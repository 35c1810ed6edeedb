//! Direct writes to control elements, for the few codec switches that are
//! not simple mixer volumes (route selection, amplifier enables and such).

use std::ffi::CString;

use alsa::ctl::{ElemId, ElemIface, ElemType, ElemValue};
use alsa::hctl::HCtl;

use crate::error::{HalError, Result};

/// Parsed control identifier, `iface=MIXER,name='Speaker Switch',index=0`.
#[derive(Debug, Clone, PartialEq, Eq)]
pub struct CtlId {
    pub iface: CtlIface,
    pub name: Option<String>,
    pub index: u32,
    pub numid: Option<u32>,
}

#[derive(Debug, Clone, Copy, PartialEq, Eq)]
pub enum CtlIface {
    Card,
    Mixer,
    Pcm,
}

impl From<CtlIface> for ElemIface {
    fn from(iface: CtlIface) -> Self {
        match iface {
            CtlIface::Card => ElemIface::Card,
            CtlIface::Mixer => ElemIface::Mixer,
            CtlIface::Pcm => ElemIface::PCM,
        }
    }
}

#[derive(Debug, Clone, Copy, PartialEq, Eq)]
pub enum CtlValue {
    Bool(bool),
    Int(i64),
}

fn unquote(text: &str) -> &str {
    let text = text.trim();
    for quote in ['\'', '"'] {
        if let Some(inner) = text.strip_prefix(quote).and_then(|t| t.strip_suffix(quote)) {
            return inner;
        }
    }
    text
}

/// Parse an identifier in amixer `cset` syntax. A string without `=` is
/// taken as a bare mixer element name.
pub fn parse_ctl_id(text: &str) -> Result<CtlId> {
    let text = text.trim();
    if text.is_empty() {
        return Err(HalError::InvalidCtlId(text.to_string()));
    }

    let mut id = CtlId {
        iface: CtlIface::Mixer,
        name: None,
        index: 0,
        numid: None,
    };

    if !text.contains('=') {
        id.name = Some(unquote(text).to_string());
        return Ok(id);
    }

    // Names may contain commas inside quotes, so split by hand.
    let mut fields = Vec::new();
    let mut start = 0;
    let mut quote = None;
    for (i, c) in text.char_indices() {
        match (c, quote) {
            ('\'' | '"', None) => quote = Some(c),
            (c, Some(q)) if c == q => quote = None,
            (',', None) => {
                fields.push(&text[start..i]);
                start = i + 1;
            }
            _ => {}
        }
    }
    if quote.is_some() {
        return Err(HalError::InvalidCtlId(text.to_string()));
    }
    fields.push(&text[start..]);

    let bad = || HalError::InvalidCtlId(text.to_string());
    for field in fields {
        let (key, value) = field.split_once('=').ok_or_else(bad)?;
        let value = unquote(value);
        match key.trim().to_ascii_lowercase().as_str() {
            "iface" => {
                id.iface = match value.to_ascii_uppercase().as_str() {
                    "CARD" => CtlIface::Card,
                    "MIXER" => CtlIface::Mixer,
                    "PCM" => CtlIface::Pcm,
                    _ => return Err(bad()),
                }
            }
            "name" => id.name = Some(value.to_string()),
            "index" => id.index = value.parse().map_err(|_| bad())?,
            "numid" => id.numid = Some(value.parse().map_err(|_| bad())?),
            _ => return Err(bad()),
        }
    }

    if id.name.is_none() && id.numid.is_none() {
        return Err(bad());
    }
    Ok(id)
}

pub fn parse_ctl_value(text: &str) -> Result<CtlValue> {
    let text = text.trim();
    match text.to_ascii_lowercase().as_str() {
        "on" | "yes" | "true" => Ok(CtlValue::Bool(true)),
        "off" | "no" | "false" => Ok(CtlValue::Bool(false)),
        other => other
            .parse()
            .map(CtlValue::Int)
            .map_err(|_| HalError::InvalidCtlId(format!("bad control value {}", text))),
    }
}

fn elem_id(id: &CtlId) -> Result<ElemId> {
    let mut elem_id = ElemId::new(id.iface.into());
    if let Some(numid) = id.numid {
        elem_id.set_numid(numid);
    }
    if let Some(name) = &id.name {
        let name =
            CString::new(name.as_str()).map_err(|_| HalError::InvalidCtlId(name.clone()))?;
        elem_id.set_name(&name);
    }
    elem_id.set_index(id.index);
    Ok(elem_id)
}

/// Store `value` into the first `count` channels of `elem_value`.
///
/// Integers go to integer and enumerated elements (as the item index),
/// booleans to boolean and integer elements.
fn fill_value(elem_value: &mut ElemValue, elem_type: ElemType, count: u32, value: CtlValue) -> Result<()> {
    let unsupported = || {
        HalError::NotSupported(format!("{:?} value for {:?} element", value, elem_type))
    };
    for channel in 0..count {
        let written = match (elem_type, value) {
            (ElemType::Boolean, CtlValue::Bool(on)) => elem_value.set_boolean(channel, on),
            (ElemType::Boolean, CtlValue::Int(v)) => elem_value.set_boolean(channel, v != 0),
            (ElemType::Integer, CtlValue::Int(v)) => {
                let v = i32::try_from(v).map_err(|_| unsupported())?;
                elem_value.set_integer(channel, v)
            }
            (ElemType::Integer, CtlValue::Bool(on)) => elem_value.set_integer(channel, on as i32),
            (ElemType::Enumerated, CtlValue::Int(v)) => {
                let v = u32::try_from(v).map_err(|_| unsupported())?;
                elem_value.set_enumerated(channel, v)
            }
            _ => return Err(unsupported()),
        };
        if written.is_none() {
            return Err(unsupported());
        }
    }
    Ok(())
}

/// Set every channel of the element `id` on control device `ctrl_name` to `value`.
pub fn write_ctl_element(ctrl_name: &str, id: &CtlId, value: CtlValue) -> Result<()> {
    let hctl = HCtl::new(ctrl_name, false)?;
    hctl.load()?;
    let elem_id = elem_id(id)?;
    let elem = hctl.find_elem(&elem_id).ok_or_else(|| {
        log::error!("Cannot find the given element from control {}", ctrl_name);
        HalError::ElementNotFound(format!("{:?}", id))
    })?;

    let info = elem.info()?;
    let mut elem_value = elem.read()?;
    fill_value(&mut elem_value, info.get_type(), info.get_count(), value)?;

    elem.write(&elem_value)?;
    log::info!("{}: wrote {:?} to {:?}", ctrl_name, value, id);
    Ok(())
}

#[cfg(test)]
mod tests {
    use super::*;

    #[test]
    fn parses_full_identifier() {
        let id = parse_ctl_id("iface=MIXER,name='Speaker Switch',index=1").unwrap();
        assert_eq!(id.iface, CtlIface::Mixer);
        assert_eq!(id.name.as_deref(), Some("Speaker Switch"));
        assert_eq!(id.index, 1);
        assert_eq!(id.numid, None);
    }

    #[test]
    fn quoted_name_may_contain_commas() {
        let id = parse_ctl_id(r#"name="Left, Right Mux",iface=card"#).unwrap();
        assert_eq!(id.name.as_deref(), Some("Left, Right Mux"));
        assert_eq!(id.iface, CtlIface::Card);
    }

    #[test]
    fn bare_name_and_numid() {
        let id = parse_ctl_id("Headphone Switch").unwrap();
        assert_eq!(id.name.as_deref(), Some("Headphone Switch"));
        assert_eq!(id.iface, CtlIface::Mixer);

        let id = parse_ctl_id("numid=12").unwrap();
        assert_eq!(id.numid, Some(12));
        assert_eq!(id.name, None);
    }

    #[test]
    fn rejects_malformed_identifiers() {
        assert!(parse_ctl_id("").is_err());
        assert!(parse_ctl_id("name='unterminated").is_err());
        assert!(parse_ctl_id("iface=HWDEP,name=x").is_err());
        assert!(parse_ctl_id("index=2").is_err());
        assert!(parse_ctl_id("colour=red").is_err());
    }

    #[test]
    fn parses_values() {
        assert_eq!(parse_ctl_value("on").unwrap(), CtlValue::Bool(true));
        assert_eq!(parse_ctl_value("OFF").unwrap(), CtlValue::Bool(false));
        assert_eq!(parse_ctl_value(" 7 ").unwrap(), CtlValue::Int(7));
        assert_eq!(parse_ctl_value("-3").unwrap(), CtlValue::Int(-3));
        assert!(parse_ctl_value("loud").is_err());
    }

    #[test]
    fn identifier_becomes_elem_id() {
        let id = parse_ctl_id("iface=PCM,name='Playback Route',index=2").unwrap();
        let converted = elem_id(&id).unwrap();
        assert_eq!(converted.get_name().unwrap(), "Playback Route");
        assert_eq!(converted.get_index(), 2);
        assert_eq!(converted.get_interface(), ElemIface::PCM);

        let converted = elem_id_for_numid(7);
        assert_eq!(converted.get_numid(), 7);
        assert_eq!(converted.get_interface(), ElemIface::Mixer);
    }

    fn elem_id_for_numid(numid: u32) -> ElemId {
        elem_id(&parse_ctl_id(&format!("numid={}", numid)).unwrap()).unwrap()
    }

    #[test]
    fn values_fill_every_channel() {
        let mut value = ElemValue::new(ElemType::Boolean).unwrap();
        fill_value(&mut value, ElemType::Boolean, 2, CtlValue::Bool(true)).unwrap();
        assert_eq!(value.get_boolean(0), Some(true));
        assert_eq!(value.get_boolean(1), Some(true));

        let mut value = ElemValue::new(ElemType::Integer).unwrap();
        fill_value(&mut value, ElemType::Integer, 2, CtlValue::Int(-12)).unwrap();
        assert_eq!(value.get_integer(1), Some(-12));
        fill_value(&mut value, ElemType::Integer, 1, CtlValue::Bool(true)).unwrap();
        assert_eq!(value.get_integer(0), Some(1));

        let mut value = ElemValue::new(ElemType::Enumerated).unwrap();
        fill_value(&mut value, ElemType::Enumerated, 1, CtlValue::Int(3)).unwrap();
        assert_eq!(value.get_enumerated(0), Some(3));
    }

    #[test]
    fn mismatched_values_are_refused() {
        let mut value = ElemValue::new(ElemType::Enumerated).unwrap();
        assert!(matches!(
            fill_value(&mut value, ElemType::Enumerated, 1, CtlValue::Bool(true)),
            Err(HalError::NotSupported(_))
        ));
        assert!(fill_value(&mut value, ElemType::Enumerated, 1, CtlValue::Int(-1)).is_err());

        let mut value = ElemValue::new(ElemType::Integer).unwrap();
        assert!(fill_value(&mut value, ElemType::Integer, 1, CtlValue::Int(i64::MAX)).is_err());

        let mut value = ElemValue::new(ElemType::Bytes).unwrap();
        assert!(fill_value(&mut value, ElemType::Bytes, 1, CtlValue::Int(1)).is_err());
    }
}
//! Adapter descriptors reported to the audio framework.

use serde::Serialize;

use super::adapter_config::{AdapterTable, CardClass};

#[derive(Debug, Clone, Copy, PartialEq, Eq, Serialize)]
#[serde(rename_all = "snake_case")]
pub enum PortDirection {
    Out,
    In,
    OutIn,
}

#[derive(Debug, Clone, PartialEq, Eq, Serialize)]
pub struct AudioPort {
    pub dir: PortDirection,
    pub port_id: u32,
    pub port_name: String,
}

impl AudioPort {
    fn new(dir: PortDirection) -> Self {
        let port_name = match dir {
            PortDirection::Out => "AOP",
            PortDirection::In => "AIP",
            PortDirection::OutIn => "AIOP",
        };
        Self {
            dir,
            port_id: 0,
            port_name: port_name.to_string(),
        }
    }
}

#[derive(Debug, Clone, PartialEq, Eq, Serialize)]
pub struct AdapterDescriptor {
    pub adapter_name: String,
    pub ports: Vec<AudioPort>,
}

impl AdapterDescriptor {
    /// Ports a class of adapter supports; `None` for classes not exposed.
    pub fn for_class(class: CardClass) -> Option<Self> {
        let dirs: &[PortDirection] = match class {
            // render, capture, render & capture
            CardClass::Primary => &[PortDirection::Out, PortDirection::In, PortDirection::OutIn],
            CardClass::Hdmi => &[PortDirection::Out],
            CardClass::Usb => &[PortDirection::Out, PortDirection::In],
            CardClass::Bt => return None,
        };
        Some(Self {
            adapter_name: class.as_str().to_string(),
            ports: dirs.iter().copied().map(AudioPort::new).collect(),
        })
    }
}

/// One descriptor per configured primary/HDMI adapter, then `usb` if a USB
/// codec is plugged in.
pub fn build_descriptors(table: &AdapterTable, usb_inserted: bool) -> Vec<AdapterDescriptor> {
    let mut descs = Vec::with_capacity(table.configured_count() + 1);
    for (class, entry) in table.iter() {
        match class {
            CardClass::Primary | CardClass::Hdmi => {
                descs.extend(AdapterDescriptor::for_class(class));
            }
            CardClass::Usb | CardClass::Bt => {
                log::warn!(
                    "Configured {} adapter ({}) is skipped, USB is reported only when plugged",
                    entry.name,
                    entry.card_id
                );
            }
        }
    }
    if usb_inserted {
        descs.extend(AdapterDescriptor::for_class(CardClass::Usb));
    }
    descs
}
________________
Wherever a line in the data above holds the word "Left", copy that line.

        let id = parse_ctl_id(r#"name="Left, Right Mux",iface=card"#).unwrap();
        assert_eq!(id.name.as_deref(), Some("Left, Right Mux"));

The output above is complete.